--- Supplied records Enclosed Below ---
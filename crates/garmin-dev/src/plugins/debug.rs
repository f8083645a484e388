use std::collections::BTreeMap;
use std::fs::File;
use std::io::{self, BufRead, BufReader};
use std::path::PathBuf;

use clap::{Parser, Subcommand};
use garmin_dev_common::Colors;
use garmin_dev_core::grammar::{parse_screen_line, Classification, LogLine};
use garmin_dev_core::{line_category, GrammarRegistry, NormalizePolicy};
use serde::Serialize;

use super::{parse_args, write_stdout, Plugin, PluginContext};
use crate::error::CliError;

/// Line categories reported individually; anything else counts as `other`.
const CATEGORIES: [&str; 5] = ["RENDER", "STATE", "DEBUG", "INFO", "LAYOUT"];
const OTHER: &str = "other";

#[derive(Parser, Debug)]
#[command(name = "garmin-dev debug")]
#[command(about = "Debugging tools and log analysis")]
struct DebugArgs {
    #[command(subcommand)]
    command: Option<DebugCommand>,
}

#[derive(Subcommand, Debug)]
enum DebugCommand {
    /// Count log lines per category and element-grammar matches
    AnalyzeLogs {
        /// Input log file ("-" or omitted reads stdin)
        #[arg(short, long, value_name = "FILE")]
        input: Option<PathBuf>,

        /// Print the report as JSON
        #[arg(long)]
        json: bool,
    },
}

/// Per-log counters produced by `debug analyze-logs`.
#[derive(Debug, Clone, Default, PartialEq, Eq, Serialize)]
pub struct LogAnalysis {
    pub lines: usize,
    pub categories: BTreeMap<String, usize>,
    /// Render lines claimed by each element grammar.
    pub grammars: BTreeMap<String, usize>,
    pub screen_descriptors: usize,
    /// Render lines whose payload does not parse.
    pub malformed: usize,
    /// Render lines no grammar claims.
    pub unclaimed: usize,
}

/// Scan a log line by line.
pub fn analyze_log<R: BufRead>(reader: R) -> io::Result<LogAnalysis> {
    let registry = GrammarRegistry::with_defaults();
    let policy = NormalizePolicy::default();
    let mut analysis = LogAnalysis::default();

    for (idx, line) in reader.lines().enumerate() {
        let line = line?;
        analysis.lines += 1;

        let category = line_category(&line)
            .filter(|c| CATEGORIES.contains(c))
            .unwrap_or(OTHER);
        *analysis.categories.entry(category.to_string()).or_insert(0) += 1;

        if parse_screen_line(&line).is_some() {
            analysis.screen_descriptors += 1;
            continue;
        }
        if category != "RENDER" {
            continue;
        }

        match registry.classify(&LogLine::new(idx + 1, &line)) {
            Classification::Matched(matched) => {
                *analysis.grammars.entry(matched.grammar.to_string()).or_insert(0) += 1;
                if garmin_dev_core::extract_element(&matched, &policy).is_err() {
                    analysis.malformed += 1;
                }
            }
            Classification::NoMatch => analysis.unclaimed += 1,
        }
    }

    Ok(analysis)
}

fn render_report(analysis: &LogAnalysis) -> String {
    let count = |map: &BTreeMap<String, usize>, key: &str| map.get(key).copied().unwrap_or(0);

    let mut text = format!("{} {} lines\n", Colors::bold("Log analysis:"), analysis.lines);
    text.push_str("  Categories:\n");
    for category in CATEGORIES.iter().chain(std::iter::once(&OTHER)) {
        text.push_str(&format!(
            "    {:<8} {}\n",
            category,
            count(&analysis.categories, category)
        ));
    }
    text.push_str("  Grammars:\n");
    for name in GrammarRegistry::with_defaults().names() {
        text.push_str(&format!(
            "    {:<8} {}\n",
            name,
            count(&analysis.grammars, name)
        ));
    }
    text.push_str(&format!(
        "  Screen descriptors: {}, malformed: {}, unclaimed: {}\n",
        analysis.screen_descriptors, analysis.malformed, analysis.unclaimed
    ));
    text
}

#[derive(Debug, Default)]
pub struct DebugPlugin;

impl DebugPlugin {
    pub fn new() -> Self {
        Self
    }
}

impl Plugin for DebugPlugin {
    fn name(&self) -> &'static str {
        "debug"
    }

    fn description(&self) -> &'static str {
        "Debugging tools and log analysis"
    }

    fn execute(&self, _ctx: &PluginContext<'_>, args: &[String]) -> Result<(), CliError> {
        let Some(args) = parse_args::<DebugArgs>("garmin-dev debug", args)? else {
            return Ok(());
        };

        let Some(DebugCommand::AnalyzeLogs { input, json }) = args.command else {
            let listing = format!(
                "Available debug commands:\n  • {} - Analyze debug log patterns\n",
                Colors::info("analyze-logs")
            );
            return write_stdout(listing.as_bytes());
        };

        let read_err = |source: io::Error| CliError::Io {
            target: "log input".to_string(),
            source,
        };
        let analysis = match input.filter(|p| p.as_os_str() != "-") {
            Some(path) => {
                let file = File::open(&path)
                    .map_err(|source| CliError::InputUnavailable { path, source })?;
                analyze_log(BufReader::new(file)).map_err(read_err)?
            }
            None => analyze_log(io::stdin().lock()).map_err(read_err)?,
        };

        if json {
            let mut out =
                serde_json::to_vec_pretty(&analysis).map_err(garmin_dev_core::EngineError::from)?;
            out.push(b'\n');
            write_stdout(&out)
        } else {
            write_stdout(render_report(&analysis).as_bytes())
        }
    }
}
--- End of Enclosed Supplied records ---
--- Supplied records Enclosed Below ---
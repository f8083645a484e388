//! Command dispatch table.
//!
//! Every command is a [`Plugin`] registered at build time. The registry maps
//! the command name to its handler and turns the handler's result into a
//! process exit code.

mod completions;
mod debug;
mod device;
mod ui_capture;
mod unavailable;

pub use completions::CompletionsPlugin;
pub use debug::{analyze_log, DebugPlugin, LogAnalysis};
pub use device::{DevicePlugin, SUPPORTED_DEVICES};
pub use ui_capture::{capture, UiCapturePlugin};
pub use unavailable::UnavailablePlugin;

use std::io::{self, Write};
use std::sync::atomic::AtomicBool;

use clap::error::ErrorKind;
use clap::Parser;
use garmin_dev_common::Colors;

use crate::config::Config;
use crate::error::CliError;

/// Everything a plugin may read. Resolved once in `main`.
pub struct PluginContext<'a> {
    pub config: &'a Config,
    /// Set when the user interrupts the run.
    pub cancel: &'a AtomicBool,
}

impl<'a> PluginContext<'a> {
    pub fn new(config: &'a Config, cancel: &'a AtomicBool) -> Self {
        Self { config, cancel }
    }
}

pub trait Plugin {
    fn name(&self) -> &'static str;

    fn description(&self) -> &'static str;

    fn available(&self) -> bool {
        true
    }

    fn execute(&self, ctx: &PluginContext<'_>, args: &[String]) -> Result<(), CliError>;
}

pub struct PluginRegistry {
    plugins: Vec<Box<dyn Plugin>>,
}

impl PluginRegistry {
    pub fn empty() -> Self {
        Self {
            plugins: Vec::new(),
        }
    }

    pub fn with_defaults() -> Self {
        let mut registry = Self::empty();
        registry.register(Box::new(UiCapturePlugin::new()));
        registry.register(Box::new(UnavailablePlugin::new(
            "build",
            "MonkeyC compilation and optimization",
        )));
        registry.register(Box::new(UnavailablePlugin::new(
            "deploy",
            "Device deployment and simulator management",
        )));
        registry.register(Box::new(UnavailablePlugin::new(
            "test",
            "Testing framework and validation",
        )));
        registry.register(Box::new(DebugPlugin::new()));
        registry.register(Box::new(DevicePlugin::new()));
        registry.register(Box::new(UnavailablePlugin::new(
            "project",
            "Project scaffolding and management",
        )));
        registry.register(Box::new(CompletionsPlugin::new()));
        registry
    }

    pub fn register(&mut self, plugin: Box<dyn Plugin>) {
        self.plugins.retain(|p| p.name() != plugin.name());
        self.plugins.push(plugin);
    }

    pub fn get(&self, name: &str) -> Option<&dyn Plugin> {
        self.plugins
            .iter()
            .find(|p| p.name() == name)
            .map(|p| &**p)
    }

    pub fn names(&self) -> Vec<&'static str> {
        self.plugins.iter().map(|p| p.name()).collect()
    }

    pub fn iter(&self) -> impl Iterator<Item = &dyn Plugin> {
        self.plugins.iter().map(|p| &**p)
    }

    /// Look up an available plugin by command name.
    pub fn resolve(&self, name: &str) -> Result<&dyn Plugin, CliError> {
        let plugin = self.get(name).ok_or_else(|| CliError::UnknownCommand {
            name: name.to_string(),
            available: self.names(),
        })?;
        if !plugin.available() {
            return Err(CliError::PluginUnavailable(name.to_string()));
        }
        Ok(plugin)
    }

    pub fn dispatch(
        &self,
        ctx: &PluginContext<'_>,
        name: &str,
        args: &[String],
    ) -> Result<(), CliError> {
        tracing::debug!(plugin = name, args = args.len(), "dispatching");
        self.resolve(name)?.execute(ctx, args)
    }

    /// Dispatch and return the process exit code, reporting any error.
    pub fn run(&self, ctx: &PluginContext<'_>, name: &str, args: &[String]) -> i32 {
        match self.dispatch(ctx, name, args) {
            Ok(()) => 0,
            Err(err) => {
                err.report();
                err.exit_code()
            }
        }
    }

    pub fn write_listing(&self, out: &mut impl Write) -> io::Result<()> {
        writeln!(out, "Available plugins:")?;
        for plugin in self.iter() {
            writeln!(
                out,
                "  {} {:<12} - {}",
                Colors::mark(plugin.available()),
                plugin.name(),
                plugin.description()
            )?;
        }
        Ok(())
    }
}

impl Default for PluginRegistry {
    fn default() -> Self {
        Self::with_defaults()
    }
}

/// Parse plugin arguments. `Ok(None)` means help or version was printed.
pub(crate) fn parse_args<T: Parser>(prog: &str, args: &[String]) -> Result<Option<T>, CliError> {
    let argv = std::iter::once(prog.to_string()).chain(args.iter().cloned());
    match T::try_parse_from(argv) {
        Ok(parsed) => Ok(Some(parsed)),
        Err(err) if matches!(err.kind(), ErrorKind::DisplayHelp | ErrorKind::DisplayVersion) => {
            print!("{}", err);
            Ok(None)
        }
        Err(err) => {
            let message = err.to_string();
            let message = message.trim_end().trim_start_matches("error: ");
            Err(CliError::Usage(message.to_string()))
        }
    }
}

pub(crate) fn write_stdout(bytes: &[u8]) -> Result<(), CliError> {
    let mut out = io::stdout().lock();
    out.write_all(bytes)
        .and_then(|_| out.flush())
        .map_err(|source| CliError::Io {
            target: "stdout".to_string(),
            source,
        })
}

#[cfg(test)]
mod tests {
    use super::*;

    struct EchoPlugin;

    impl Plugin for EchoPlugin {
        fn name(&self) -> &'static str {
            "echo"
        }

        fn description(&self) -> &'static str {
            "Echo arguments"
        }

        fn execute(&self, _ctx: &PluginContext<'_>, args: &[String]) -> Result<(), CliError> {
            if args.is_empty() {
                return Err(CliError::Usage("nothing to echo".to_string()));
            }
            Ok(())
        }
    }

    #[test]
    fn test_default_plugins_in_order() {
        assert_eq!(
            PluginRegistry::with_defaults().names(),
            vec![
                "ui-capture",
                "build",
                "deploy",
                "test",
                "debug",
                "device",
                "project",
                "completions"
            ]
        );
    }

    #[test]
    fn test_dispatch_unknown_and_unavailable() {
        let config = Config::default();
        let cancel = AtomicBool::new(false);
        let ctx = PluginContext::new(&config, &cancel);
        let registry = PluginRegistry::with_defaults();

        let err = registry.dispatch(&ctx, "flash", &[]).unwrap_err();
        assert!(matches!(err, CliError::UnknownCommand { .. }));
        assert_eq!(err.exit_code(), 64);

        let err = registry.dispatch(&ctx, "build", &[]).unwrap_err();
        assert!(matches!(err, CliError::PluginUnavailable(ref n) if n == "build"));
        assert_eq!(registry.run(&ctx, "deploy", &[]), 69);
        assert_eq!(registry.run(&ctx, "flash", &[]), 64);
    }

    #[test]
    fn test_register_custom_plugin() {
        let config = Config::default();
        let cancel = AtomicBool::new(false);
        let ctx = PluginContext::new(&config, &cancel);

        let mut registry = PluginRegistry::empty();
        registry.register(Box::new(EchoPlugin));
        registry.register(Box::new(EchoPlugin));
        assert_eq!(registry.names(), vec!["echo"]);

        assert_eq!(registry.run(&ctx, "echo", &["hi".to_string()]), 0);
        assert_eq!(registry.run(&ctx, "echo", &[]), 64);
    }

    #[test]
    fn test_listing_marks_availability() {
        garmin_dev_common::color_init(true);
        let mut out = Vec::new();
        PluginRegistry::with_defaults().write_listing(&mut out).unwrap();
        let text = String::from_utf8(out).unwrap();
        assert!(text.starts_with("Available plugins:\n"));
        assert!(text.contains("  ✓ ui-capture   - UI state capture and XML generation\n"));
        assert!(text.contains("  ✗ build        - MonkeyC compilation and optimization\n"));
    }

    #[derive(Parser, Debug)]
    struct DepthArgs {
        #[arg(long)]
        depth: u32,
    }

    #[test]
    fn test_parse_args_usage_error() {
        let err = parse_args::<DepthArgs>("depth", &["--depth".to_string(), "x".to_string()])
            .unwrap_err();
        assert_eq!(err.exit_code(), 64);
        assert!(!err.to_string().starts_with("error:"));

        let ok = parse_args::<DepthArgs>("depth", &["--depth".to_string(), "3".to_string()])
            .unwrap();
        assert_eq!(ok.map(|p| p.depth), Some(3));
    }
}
--- End of Enclosed Supplied records ---
--- Supplied records Enclosed Below ---
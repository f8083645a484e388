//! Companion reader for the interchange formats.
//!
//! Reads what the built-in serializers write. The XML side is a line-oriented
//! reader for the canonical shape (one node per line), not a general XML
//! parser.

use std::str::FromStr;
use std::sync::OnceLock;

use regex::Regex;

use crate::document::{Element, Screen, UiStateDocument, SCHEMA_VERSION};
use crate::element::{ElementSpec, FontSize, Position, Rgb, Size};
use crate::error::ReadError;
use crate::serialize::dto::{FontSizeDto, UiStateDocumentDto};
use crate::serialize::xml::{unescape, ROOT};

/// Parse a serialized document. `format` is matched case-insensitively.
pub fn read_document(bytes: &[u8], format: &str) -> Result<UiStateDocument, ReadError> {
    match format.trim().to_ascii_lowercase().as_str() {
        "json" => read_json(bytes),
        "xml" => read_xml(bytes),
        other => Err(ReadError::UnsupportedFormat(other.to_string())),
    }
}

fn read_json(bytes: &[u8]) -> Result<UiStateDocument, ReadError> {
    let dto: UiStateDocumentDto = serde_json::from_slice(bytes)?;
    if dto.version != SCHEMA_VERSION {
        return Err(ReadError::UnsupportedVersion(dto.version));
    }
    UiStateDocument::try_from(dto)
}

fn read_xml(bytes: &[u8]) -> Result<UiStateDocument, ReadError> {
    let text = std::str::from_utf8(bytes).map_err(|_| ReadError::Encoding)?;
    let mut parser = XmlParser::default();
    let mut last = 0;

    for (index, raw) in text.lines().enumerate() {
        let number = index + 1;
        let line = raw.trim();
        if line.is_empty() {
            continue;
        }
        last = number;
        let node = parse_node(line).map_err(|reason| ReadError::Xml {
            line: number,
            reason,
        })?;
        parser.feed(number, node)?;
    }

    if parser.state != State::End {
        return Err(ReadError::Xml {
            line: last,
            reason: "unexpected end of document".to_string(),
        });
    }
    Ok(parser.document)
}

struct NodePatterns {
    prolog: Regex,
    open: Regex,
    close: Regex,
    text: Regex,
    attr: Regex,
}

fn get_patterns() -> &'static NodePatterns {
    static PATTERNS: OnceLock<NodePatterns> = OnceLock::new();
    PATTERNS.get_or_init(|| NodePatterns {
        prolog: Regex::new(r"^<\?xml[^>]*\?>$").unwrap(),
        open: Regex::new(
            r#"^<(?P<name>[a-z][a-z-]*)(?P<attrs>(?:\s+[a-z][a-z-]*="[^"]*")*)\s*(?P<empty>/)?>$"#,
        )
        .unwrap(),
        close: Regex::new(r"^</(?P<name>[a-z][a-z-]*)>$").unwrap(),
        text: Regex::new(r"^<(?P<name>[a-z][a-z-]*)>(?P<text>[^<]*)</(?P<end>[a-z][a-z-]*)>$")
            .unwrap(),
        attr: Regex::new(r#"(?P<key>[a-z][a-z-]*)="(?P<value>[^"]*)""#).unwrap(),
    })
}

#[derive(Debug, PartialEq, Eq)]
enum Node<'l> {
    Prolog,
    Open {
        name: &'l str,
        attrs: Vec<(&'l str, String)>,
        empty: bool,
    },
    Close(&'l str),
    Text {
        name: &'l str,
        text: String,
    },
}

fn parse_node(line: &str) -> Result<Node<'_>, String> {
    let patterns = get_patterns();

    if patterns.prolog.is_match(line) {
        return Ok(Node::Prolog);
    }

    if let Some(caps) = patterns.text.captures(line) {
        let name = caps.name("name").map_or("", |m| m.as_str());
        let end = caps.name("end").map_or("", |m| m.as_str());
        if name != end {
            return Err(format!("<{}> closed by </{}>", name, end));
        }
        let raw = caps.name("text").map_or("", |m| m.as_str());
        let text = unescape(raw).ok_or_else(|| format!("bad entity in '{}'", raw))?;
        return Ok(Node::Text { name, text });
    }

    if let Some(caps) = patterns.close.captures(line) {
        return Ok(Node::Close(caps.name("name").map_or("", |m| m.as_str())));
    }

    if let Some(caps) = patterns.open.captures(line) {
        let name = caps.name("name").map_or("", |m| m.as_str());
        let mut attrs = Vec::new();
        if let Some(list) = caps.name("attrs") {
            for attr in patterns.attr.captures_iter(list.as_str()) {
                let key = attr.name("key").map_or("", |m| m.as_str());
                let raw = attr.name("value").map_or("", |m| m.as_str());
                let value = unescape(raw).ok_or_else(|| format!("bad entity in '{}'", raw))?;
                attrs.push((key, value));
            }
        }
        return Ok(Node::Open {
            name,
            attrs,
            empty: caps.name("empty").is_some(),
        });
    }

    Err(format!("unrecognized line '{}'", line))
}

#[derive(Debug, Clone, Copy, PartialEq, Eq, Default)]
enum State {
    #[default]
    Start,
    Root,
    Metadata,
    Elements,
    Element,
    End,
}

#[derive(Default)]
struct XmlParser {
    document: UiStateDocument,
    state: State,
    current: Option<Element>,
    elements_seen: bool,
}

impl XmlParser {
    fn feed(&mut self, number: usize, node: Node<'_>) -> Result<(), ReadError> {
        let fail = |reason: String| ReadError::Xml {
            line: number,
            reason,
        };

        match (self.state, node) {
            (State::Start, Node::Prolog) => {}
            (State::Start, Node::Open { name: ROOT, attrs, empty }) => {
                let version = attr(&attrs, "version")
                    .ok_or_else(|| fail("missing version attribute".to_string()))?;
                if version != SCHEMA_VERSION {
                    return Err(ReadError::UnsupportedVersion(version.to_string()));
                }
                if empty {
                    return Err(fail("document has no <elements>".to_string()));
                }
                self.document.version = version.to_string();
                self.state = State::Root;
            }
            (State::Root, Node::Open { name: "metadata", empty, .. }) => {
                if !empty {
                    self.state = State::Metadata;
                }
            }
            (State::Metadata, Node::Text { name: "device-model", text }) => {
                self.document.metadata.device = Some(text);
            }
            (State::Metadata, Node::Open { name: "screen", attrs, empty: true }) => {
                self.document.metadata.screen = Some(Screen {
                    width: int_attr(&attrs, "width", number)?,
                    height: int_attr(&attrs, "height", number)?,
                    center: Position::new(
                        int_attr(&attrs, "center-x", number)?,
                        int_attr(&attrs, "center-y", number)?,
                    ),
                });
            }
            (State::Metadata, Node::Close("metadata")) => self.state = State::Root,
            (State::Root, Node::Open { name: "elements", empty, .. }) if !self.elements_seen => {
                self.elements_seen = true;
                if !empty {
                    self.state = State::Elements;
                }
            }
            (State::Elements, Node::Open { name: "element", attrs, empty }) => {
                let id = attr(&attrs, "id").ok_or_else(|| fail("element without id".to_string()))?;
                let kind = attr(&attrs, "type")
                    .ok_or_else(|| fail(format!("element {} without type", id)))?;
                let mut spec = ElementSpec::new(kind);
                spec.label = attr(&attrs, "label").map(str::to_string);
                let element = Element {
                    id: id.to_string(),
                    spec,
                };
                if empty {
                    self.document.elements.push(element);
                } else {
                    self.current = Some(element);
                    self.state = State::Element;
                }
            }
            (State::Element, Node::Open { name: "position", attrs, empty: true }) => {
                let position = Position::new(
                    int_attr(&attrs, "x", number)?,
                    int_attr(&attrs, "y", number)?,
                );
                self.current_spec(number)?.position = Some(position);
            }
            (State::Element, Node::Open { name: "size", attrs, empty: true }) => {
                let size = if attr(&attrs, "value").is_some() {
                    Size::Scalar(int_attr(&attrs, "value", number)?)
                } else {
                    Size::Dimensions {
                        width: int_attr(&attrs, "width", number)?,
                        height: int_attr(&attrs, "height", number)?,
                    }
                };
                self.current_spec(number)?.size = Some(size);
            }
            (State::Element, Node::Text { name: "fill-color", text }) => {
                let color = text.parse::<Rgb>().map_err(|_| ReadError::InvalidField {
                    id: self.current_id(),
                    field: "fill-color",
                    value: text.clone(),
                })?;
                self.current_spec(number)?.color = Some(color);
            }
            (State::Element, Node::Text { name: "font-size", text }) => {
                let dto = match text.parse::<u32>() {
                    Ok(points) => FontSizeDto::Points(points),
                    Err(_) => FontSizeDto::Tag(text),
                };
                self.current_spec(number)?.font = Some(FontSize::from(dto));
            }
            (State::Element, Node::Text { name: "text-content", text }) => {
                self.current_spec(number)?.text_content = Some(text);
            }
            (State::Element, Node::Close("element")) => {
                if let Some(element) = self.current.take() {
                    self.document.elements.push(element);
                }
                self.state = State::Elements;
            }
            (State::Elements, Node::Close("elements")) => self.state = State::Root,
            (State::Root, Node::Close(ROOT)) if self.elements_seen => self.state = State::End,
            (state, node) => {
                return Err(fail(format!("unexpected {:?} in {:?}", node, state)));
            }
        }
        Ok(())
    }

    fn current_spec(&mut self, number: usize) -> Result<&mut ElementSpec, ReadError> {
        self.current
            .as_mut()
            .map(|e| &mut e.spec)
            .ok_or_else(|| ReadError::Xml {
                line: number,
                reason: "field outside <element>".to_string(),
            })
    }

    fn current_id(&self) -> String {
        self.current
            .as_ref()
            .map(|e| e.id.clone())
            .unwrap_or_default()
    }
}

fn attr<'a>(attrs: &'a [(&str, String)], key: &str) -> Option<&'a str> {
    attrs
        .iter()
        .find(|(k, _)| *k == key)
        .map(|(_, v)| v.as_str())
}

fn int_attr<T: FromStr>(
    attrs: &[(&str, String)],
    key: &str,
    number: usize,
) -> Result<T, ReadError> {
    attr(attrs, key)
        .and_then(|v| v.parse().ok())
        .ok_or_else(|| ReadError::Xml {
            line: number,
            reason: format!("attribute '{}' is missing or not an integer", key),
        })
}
--- End of Enclosed Supplied records ---
What you have to do: Which of the lines above mention the word "PluginRegistry"? Pull those lines out.

Expected answer:
pub struct PluginRegistry {
impl PluginRegistry {
impl Default for PluginRegistry {
            PluginRegistry::with_defaults().names(),
        let registry = PluginRegistry::with_defaults();
        let mut registry = PluginRegistry::empty();
        PluginRegistry::with_defaults().write_listing(&mut out).unwrap();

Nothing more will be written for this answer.